● **WHAT YOU SHOULD DO**
Starting at the top line, return each entry word for word.

● **SOURCE INFORMATION**
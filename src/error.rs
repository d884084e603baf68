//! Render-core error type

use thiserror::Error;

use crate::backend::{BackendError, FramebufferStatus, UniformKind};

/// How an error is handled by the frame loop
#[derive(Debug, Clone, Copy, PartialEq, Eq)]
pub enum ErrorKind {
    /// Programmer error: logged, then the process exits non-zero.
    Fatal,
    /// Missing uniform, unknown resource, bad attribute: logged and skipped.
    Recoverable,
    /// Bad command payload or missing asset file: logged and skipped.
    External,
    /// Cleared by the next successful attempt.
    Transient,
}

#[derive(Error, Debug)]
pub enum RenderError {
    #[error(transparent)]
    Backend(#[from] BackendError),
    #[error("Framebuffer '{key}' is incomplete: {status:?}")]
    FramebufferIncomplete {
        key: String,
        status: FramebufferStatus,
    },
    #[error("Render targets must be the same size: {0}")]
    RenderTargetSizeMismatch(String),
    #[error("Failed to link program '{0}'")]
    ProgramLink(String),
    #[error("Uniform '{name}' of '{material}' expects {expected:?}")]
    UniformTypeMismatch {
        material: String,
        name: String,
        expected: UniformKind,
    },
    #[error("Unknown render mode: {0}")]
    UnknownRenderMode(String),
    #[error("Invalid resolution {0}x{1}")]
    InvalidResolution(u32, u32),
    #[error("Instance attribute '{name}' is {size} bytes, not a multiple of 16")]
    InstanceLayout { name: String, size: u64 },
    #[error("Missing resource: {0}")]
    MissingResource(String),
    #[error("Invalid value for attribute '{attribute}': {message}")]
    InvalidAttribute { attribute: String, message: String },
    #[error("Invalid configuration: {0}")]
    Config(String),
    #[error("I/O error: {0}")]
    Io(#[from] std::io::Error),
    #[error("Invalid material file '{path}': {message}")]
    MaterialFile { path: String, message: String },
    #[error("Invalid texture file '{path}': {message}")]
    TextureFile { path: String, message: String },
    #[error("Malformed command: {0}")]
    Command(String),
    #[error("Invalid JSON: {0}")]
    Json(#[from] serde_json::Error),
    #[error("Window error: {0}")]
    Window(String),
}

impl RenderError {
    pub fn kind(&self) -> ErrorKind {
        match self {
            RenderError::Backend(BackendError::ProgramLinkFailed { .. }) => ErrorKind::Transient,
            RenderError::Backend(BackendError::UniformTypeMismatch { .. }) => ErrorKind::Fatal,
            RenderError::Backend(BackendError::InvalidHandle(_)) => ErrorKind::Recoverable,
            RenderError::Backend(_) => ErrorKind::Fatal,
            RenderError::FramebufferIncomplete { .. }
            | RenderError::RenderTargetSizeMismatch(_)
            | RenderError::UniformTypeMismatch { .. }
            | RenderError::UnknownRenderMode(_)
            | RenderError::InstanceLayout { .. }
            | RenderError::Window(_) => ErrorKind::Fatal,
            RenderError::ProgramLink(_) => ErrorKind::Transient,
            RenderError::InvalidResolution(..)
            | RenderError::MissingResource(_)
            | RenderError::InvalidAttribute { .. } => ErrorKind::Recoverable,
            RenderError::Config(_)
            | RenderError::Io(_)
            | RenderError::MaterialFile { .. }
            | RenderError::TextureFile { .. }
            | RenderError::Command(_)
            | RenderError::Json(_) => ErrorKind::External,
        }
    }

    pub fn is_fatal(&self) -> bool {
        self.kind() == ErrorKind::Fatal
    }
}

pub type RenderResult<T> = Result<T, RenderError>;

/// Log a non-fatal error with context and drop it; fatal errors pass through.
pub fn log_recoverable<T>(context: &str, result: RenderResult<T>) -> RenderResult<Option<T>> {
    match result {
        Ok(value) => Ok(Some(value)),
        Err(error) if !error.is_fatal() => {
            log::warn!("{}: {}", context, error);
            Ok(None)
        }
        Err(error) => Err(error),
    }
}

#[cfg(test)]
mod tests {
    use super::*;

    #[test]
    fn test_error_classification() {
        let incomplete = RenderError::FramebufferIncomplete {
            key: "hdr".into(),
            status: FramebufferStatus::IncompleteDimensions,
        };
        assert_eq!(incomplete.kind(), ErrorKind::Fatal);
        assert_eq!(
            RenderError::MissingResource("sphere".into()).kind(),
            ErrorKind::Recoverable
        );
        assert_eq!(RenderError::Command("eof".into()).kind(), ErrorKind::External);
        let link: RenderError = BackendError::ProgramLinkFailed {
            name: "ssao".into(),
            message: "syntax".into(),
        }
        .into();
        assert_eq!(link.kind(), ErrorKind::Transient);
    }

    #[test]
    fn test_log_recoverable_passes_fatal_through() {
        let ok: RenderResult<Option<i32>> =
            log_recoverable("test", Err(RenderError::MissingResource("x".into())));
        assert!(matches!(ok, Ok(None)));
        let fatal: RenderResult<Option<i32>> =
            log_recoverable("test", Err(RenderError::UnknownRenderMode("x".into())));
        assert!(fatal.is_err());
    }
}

● **RESULT OF THE EXERCISE**
filename src/error.rs
repository d884084e603baf68
//! Render-core error type

use thiserror::Error;

use crate::backend::{BackendError, FramebufferStatus, UniformKind};

/// How an error is handled by the frame loop
#[derive(Debug, Clone, Copy, PartialEq, Eq)]
pub enum ErrorKind {
    /// Programmer error: logged, then the process exits non-zero.
    Fatal,
    /// Missing uniform, unknown resource, bad attribute: logged and skipped.
    Recoverable,
    /// Bad command payload or missing asset file: logged and skipped.
    External,
    /// Cleared by the next successful attempt.
    Transient,
}

#[derive(Error, Debug)]
pub enum RenderError {
    #[error(transparent)]
    Backend(#[from] BackendError),
    #[error("Framebuffer '{key}' is incomplete: {status:?}")]
    FramebufferIncomplete {
        key: String,
        status: FramebufferStatus,
    },
    #[error("Render targets must be the same size: {0}")]
    RenderTargetSizeMismatch(String),
    #[error("Failed to link program '{0}'")]
    ProgramLink(String),
    #[error("Uniform '{name}' of '{material}' expects {expected:?}")]
    UniformTypeMismatch {
        material: String,
        name: String,
        expected: UniformKind,
    },
    #[error("Unknown render mode: {0}")]
    UnknownRenderMode(String),
    #[error("Invalid resolution {0}x{1}")]
    InvalidResolution(u32, u32),
    #[error("Instance attribute '{name}' is {size} bytes, not a multiple of 16")]
    InstanceLayout { name: String, size: u64 },
    #[error("Missing resource: {0}")]
    MissingResource(String),
    #[error("Invalid value for attribute '{attribute}': {message}")]
    InvalidAttribute { attribute: String, message: String },
    #[error("Invalid configuration: {0}")]
    Config(String),
    #[error("I/O error: {0}")]
    Io(#[from] std::io::Error),
    #[error("Invalid material file '{path}': {message}")]
    MaterialFile { path: String, message: String },
    #[error("Invalid texture file '{path}': {message}")]
    TextureFile { path: String, message: String },
    #[error("Malformed command: {0}")]
    Command(String),
    #[error("Invalid JSON: {0}")]
    Json(#[from] serde_json::Error),
    #[error("Window error: {0}")]
    Window(String),
}

impl RenderError {
    pub fn kind(&self) -> ErrorKind {
        match self {
            RenderError::Backend(BackendError::ProgramLinkFailed { .. }) => ErrorKind::Transient,
            RenderError::Backend(BackendError::UniformTypeMismatch { .. }) => ErrorKind::Fatal,
            RenderError::Backend(BackendError::InvalidHandle(_)) => ErrorKind::Recoverable,
            RenderError::Backend(_) => ErrorKind::Fatal,
            RenderError::FramebufferIncomplete { .. }
            | RenderError::RenderTargetSizeMismatch(_)
            | RenderError::UniformTypeMismatch { .. }
            | RenderError::UnknownRenderMode(_)
            | RenderError::InstanceLayout { .. }
            | RenderError::Window(_) => ErrorKind::Fatal,
            RenderError::ProgramLink(_) => ErrorKind::Transient,
            RenderError::InvalidResolution(..)
            | RenderError::MissingResource(_)
            | RenderError::InvalidAttribute { .. } => ErrorKind::Recoverable,
            RenderError::Config(_)
            | RenderError::Io(_)
            | RenderError::MaterialFile { .. }
            | RenderError::TextureFile { .. }
            | RenderError::Command(_)
            | RenderError::Json(_) => ErrorKind::External,
        }
    }

    pub fn is_fatal(&self) -> bool {
        self.kind() == ErrorKind::Fatal
    }
}

pub type RenderResult<T> = Result<T, RenderError>;

/// Log a non-fatal error with context and drop it; fatal errors pass through.
pub fn log_recoverable<T>(context: &str, result: RenderResult<T>) -> RenderResult<Option<T>> {
    match result {
        Ok(value) => Ok(Some(value)),
        Err(error) if !error.is_fatal() => {
            log::warn!("{}: {}", context, error);
            Ok(None)
        }
        Err(error) => Err(error),
    }
}

#[cfg(test)]
mod tests {
    use super::*;

    #[test]
    fn test_error_classification() {
        let incomplete = RenderError::FramebufferIncomplete {
            key: "hdr".into(),
            status: FramebufferStatus::IncompleteDimensions,
        };
        assert_eq!(incomplete.kind(), ErrorKind::Fatal);
        assert_eq!(
            RenderError::MissingResource("sphere".into()).kind(),
            ErrorKind::Recoverable
        );
        assert_eq!(RenderError::Command("eof".into()).kind(), ErrorKind::External);
        let link: RenderError = BackendError::ProgramLinkFailed {
            name: "ssao".into(),
            message: "syntax".into(),
        }
        .into();
        assert_eq!(link.kind(), ErrorKind::Transient);
    }

    #[test]
    fn test_log_recoverable_passes_fatal_through() {
        let ok: RenderResult<Option<i32>> =
            log_recoverable("test", Err(RenderError::MissingResource("x".into())));
        assert!(matches!(ok, Ok(None)));
        let fatal: RenderResult<Option<i32>> =
            log_recoverable("test", Err(RenderError::UnknownRenderMode("x".into())));
        assert!(fatal.is_err());
    }
}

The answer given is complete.